* [Problem requirements]:
What is the count of lines in the records that include "destination"? Reply with that number alone.

START Data to process

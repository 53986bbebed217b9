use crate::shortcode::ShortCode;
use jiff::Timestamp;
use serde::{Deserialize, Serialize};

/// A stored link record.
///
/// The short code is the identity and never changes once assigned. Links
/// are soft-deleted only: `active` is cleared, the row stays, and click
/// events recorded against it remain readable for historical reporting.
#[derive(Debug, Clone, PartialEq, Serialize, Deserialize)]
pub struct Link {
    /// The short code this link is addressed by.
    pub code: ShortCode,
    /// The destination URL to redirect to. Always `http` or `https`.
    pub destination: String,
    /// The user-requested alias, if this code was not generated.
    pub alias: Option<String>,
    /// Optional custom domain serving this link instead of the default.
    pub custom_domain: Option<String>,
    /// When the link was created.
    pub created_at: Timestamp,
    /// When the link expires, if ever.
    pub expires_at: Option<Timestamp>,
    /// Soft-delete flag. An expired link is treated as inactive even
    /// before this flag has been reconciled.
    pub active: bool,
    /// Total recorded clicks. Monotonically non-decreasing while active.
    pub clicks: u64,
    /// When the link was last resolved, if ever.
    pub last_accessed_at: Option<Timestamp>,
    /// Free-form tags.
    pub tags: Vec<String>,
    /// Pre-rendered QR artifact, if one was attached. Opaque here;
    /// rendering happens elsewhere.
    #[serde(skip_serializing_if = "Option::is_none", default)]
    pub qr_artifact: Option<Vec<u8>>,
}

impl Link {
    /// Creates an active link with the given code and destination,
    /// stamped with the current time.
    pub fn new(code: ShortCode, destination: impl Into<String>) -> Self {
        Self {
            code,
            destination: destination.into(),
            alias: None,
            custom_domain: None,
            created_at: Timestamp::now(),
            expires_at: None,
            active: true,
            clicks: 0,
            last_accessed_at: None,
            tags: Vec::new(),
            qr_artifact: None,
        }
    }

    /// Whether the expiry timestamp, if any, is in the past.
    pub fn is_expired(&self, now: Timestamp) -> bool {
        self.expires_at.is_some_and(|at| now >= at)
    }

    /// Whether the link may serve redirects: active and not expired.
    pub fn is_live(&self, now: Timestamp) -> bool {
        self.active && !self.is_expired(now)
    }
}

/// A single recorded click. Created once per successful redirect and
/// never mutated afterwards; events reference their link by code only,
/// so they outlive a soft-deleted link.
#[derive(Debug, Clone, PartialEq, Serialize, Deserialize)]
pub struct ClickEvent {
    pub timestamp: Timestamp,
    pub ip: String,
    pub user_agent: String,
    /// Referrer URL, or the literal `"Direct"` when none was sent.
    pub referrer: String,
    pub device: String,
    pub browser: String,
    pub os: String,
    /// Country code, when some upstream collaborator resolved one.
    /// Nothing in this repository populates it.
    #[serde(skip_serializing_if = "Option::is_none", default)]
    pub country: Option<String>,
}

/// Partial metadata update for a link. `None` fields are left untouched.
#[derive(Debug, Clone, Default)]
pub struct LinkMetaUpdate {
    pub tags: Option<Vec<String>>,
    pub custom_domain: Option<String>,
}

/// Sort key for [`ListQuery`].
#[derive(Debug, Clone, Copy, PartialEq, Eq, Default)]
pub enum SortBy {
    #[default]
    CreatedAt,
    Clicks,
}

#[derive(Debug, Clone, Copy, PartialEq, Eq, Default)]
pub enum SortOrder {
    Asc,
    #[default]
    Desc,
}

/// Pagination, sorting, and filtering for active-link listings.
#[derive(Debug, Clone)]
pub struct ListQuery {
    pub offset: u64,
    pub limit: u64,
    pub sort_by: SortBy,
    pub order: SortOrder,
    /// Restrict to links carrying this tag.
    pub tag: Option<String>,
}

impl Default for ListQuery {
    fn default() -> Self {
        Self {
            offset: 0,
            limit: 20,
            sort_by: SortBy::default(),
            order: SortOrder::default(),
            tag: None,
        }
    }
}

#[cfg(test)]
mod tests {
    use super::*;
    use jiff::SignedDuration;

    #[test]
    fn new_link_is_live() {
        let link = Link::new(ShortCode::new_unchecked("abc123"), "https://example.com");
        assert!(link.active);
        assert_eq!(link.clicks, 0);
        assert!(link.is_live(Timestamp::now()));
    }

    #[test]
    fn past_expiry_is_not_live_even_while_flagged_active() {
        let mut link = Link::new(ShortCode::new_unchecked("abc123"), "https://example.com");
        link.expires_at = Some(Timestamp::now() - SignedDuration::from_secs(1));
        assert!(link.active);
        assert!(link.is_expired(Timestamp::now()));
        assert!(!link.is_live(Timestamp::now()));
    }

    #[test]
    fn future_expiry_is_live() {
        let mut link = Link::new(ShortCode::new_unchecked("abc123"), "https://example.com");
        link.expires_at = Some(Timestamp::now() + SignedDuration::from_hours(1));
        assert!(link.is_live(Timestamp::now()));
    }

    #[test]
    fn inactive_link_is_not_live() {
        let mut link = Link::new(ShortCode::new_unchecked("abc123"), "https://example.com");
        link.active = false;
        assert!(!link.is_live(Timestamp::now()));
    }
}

END Data to process

* [Exercise solution]:
5